* _Exercise directions_: How many of the lines below have the word "서브시스템" in them? The answer is that number and nothing more.
######
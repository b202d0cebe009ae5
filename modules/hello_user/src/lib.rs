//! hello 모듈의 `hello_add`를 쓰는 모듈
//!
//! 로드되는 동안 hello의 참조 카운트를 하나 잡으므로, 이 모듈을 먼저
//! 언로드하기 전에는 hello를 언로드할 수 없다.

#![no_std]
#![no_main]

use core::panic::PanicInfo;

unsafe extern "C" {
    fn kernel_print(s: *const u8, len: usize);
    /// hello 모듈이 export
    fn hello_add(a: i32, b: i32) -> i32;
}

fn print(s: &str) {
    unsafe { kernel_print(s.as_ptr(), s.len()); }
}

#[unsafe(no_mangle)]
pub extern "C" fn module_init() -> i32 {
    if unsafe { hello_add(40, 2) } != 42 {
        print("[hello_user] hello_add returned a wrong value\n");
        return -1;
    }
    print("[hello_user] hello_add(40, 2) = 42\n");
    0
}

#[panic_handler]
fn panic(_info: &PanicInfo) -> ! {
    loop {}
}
######
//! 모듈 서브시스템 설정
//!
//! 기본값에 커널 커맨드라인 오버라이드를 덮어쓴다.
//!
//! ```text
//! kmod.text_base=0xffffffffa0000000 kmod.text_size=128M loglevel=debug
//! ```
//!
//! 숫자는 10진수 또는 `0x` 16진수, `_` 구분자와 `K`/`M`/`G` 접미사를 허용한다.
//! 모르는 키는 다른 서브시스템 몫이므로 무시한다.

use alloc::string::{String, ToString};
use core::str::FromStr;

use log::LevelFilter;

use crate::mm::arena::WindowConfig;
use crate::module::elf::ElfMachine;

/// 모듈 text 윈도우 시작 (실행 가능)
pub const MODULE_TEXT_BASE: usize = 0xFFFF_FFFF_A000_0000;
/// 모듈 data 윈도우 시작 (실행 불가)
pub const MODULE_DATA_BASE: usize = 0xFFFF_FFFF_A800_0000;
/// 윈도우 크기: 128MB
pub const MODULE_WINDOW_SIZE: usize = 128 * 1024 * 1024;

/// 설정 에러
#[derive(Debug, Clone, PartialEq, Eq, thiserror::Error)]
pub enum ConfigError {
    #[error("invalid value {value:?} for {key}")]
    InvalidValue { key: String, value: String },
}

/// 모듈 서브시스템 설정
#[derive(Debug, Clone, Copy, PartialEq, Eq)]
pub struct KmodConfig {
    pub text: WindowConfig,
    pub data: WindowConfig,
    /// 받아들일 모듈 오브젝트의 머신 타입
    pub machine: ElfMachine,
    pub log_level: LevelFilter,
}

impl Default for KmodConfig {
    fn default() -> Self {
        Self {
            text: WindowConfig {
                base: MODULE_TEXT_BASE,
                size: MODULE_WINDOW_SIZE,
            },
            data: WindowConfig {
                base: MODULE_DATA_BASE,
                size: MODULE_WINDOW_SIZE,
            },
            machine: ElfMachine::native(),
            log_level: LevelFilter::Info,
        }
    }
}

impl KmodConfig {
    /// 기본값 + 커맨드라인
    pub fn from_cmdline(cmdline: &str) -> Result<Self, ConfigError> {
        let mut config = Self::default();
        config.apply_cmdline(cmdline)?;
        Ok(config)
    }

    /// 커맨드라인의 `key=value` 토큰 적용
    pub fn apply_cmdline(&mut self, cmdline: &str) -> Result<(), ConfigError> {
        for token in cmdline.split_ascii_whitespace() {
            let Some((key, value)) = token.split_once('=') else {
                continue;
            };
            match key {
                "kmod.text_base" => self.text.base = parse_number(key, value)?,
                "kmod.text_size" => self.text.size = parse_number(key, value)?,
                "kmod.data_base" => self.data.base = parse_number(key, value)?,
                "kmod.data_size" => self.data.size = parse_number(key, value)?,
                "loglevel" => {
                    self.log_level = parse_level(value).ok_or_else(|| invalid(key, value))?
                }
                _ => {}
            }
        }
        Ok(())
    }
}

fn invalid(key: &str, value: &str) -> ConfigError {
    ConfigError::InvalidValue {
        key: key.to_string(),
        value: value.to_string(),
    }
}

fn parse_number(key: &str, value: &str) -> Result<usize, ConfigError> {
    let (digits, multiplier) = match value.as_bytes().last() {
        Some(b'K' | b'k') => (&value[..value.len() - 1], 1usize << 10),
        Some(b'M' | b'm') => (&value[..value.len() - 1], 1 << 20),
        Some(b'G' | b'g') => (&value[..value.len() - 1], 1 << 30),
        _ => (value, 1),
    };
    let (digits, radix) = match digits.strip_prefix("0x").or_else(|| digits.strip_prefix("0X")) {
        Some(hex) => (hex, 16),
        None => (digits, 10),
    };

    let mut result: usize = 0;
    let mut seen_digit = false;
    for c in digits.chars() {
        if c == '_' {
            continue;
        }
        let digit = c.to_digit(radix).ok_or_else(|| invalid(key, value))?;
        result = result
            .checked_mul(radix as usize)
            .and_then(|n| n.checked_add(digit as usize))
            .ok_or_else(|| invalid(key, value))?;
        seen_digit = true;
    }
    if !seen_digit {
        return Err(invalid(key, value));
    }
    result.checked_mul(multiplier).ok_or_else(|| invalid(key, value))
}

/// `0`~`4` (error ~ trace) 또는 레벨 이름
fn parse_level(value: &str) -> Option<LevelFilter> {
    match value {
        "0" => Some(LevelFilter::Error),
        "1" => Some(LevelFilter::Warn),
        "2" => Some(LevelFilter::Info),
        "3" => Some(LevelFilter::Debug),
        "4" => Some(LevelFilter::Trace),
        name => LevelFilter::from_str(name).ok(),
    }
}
######
* _Exercise result_: 3